For the other way it would be the same. You can contact the same Burmese tour operators. They offer both directions, of course! One last time the three licensed tour operators offering guided car convois we found are:

- Tin Maung Shwe from brightviewtravel.com

- Tar Aye from burmasenses.com

- Mutu Suresh from myanmarexperttours.com

There certainly will be more who can offer such tours but the three mentioned above already have experience with this kind of trips and especially Mutu knows a lot about the country. As long as it basically is alowed to visited a certain area in Myanmar, he can bring you there!

phuketrichard is right: as long as you pay the money and start planning far in advance it actually is not difficult (anymore).

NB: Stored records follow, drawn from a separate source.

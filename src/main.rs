//! This file defines the functree binary entry point.

use std::process::ExitCode;

use functree::app;
use functree::cli;
use functree::error::ErrorReport;
use functree::tracing;

/// Application entry point
fn main() -> ExitCode {
    let args = cli::parse();
    tracing::init_tracing();
    ::tracing::debug!("{:?}", args);
    match app::run(&args) {
        Ok(()) => ExitCode::SUCCESS,
        Err(error) => {
            ErrorReport::from(&error).log();
            ExitCode::FAILURE
        }
    }
}
//! Analysis driver.
//!
//! Ties the inputs together: validates the request, flattens the hierarchy once, aggregates the
//! measurements for every requested method and assembles the profile.

use std::path::Path;

use rayon::prelude::*;
use tracing::{event, Level};
use validator::Validate;

use crate::aggregator::{calc_abundances, ResultsCollection};
use crate::compression;
use crate::error::FuncTreeError;
use crate::hierarchy::{Hierarchy, HierarchyNode};
use crate::models::{AnalysisRequest, Compression, Method};
use crate::profile::Profile;
use crate::table::{MeasurementTable, ResultTable};
use crate::types::Missing;

/// Parse a list of method names against the allow-list.
pub fn parse_methods<S: AsRef<str>>(names: &[S]) -> Result<Vec<Method>, FuncTreeError> {
    names
        .iter()
        .map(|name| Method::from_name(name.as_ref()))
        .collect()
}

/// Read a hierarchy JSON document from a file.
#[tracing::instrument(level = "DEBUG")]
pub fn read_hierarchy(path: &Path) -> Result<Hierarchy, FuncTreeError> {
    let data = std::fs::read(path)?;
    let hierarchy = Hierarchy::from_slice(&data)?;
    event!(
        Level::DEBUG,
        "Loaded hierarchy with {} roots and depth {}",
        hierarchy.roots().len(),
        hierarchy.depth()
    );
    Ok(hierarchy)
}

/// Read a measurement table from a file, decompressing it first if requested.
#[tracing::instrument(level = "DEBUG")]
pub fn read_table(
    path: &Path,
    compression: Option<Compression>,
    missing: Option<&Missing>,
) -> Result<MeasurementTable, FuncTreeError> {
    if let Some(missing) = missing {
        missing.validate().map_err(FuncTreeError::InvalidMissing)?;
    }
    let data = std::fs::read(path)?;
    let data = match compression {
        Some(compression) => compression::decompress(compression, &data)?,
        None => data,
    };
    MeasurementTable::from_reader(data.as_slice(), missing)
}

/// Aggregate `table` over `nodes` once per method.
///
/// The methods are independent of each other, so with `use_rayon` they are computed in
/// parallel. Results are collected in the order of `methods` either way.
pub fn compute_results(
    methods: &[Method],
    table: &MeasurementTable,
    nodes: &[&HierarchyNode],
    use_rayon: bool,
) -> ResultsCollection {
    let tables: Vec<ResultTable> = if use_rayon {
        methods
            .par_iter()
            .map(|method| calc_abundances(table, nodes, *method))
            .collect()
    } else {
        methods
            .iter()
            .map(|method| calc_abundances(table, nodes, *method))
            .collect()
    };
    let mut results = ResultsCollection::new();
    for (method, table) in methods.iter().zip(tables) {
        results.insert(*method, table);
    }
    results
}

/// Map a measurement table onto a hierarchy and build a profile.
///
/// # Arguments
///
/// * `request`: Methods and metadata of the analysis
/// * `hierarchy`: Functional hierarchy
/// * `table`: Leaf measurements
/// * `use_rayon`: Whether to compute the methods in parallel
#[tracing::instrument(level = "INFO", skip_all, fields(target = %request.target))]
pub fn perform_basic(
    request: &AnalysisRequest,
    hierarchy: &Hierarchy,
    table: &MeasurementTable,
    use_rayon: bool,
) -> Result<Profile, FuncTreeError> {
    request.validate()?;
    let nodes = hierarchy.flatten();

    let mapped = nodes
        .iter()
        .filter(|node| node.is_leaf() && table.row(node.entry()).is_some())
        .map(|node| node.entry())
        .collect::<hashbrown::HashSet<_>>()
        .len();
    if mapped < table.len() {
        event!(
            Level::WARN,
            "{} of {} table entries are not leaves of the hierarchy",
            table.len() - mapped,
            table.len()
        );
    }

    let results = compute_results(&request.methods, table, &nodes, use_rayon);
    let profile = Profile::from_results(request, &results);
    event!(
        Level::INFO,
        "Computed {} series over {} nodes",
        profile.series.len(),
        profile.profile.len()
    );
    Ok(profile)
}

About the Carnet: Thailand does stamp Carnets! All of the countries we have been to so far did stamp it! With an Australien registered car with already travelled to Timor-Leste, Indonesia, Malaysia, Thailand, Myanmar and now India. They all stamp Carnets! And it is even written on the back site of the Carnet that all of these countries participate in this program. I can only strongly recommened you to always get your Carnet stamped at the customs at every border! This also safes you from stupid questions in case you 'skip' getting an "enter stamp" for certain a country and then once exiting the same customs want to stamp your Carnet and you don't have the "enter stamp". I remember when getting to Indonesia (border between Timor-Leste and West Timor (Indonesia) we had to explain the customs officer who to stamp the Carnet. And finally it is no matter of money anyway stamping a country more than necessary. There are plenty of stamp pages available anyway! And first of all: the Carnet is to safe you from paying custom fees / tax when bringing a foreign registered car to a certain country and is the evidence form for a TEMPORARY import. Not stamping the Carnet would basically entitle customs to charge your import tax (custom tax) which - depending on the value of the car - may be expensive. The Carnet document can be seen as "passport for your car". If you do not have a stamp in your passport, you are in trouble. If a stamp in your Carnet is missing, your "car is in trouble"!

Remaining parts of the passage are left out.